*Data section*.
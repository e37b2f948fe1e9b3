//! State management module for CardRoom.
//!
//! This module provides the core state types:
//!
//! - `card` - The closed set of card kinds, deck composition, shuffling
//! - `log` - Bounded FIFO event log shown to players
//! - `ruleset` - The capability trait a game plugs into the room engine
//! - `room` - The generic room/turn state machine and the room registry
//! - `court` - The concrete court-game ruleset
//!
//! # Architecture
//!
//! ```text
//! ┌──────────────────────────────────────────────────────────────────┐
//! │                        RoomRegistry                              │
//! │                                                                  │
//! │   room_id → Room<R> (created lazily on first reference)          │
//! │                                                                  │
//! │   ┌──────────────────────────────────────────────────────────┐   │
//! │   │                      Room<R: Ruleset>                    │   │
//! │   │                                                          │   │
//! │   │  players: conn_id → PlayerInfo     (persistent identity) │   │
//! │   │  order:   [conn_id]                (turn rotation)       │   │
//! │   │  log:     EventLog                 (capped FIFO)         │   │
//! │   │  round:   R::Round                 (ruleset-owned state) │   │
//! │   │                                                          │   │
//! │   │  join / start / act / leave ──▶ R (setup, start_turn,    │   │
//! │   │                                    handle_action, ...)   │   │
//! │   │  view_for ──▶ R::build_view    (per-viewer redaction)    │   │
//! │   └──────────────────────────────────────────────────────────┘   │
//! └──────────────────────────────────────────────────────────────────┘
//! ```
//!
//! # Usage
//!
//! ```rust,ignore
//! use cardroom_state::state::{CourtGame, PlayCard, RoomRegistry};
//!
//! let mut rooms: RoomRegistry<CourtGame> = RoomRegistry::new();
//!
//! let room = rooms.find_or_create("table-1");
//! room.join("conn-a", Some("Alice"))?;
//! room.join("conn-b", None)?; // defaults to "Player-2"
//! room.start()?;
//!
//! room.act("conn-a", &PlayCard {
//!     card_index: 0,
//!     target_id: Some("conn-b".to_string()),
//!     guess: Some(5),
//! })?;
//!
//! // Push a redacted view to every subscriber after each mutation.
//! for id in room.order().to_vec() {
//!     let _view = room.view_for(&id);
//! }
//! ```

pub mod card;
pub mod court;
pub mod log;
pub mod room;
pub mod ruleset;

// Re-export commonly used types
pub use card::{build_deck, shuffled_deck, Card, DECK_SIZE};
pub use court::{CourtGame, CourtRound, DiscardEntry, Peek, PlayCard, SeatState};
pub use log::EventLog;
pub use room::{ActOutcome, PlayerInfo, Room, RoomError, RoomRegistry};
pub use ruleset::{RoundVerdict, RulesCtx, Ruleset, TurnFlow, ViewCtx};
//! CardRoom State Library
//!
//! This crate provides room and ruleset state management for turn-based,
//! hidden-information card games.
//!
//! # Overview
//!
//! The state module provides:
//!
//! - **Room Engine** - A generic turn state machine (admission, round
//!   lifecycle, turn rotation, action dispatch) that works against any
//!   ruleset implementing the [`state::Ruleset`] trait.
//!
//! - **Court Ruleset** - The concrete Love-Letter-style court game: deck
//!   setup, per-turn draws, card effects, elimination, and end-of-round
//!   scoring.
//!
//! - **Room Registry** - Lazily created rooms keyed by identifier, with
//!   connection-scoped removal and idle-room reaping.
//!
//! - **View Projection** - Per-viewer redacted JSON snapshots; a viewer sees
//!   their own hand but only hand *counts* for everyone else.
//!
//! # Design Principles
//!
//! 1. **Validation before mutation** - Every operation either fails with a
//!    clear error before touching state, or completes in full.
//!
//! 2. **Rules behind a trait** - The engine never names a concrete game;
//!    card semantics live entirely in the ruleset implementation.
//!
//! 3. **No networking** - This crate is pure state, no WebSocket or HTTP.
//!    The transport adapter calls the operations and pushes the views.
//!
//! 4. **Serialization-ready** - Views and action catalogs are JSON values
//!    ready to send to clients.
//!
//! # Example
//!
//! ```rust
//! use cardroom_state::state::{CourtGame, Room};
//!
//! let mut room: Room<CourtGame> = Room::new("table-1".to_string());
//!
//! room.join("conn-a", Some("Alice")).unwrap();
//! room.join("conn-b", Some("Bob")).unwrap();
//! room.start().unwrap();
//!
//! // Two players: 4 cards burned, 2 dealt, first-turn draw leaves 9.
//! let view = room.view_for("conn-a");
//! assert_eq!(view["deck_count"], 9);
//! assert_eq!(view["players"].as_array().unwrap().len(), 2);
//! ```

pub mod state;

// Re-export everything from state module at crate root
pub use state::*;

*Work order*. Copy out the entire listing again, word for word.

*Expected output*.
repository e37b2f948fe1e9b3
//! State management module for CardRoom.
//!
//! This module provides the core state types:
//!
//! - `card` - The closed set of card kinds, deck composition, shuffling
//! - `log` - Bounded FIFO event log shown to players
//! - `ruleset` - The capability trait a game plugs into the room engine
//! - `room` - The generic room/turn state machine and the room registry
//! - `court` - The concrete court-game ruleset
//!
//! # Architecture
//!
//! ```text
//! ┌──────────────────────────────────────────────────────────────────┐
//! │                        RoomRegistry                              │
//! │                                                                  │
//! │   room_id → Room<R> (created lazily on first reference)          │
//! │                                                                  │
//! │   ┌──────────────────────────────────────────────────────────┐   │
//! │   │                      Room<R: Ruleset>                    │   │
//! │   │                                                          │   │
//! │   │  players: conn_id → PlayerInfo     (persistent identity) │   │
//! │   │  order:   [conn_id]                (turn rotation)       │   │
//! │   │  log:     EventLog                 (capped FIFO)         │   │
//! │   │  round:   R::Round                 (ruleset-owned state) │   │
//! │   │                                                          │   │
//! │   │  join / start / act / leave ──▶ R (setup, start_turn,    │   │
//! │   │                                    handle_action, ...)   │   │
//! │   │  view_for ──▶ R::build_view    (per-viewer redaction)    │   │
//! │   └──────────────────────────────────────────────────────────┘   │
//! └──────────────────────────────────────────────────────────────────┘
//! ```
//!
//! # Usage
//!
//! ```rust,ignore
//! use cardroom_state::state::{CourtGame, PlayCard, RoomRegistry};
//!
//! let mut rooms: RoomRegistry<CourtGame> = RoomRegistry::new();
//!
//! let room = rooms.find_or_create("table-1");
//! room.join("conn-a", Some("Alice"))?;
//! room.join("conn-b", None)?; // defaults to "Player-2"
//! room.start()?;
//!
//! room.act("conn-a", &PlayCard {
//!     card_index: 0,
//!     target_id: Some("conn-b".to_string()),
//!     guess: Some(5),
//! })?;
//!
//! // Push a redacted view to every subscriber after each mutation.
//! for id in room.order().to_vec() {
//!     let _view = room.view_for(&id);
//! }
//! ```

pub mod card;
pub mod court;
pub mod log;
pub mod room;
pub mod ruleset;

// Re-export commonly used types
pub use card::{build_deck, shuffled_deck, Card, DECK_SIZE};
pub use court::{CourtGame, CourtRound, DiscardEntry, Peek, PlayCard, SeatState};
pub use log::EventLog;
pub use room::{ActOutcome, PlayerInfo, Room, RoomError, RoomRegistry};
pub use ruleset::{RoundVerdict, RulesCtx, Ruleset, TurnFlow, ViewCtx};
//! CardRoom State Library
//!
//! This crate provides room and ruleset state management for turn-based,
//! hidden-information card games.
//!
//! # Overview
//!
//! The state module provides:
//!
//! - **Room Engine** - A generic turn state machine (admission, round
//!   lifecycle, turn rotation, action dispatch) that works against any
//!   ruleset implementing the [`state::Ruleset`] trait.
//!
//! - **Court Ruleset** - The concrete Love-Letter-style court game: deck
//!   setup, per-turn draws, card effects, elimination, and end-of-round
//!   scoring.
//!
//! - **Room Registry** - Lazily created rooms keyed by identifier, with
//!   connection-scoped removal and idle-room reaping.
//!
//! - **View Projection** - Per-viewer redacted JSON snapshots; a viewer sees
//!   their own hand but only hand *counts* for everyone else.
//!
//! # Design Principles
//!
//! 1. **Validation before mutation** - Every operation either fails with a
//!    clear error before touching state, or completes in full.
//!
//! 2. **Rules behind a trait** - The engine never names a concrete game;
//!    card semantics live entirely in the ruleset implementation.
//!
//! 3. **No networking** - This crate is pure state, no WebSocket or HTTP.
//!    The transport adapter calls the operations and pushes the views.
//!
//! 4. **Serialization-ready** - Views and action catalogs are JSON values
//!    ready to send to clients.
//!
//! # Example
//!
//! ```rust
//! use cardroom_state::state::{CourtGame, Room};
//!
//! let mut room: Room<CourtGame> = Room::new("table-1".to_string());
//!
//! room.join("conn-a", Some("Alice")).unwrap();
//! room.join("conn-b", Some("Bob")).unwrap();
//! room.start().unwrap();
//!
//! // Two players: 4 cards burned, 2 dealt, first-turn draw leaves 9.
//! let view = room.view_for("conn-a");
//! assert_eq!(view["deck_count"], 9);
//! assert_eq!(view["players"].as_array().unwrap().len(), 2);
//! ```

pub mod state;

// Re-export everything from state module at crate root
pub use state::*;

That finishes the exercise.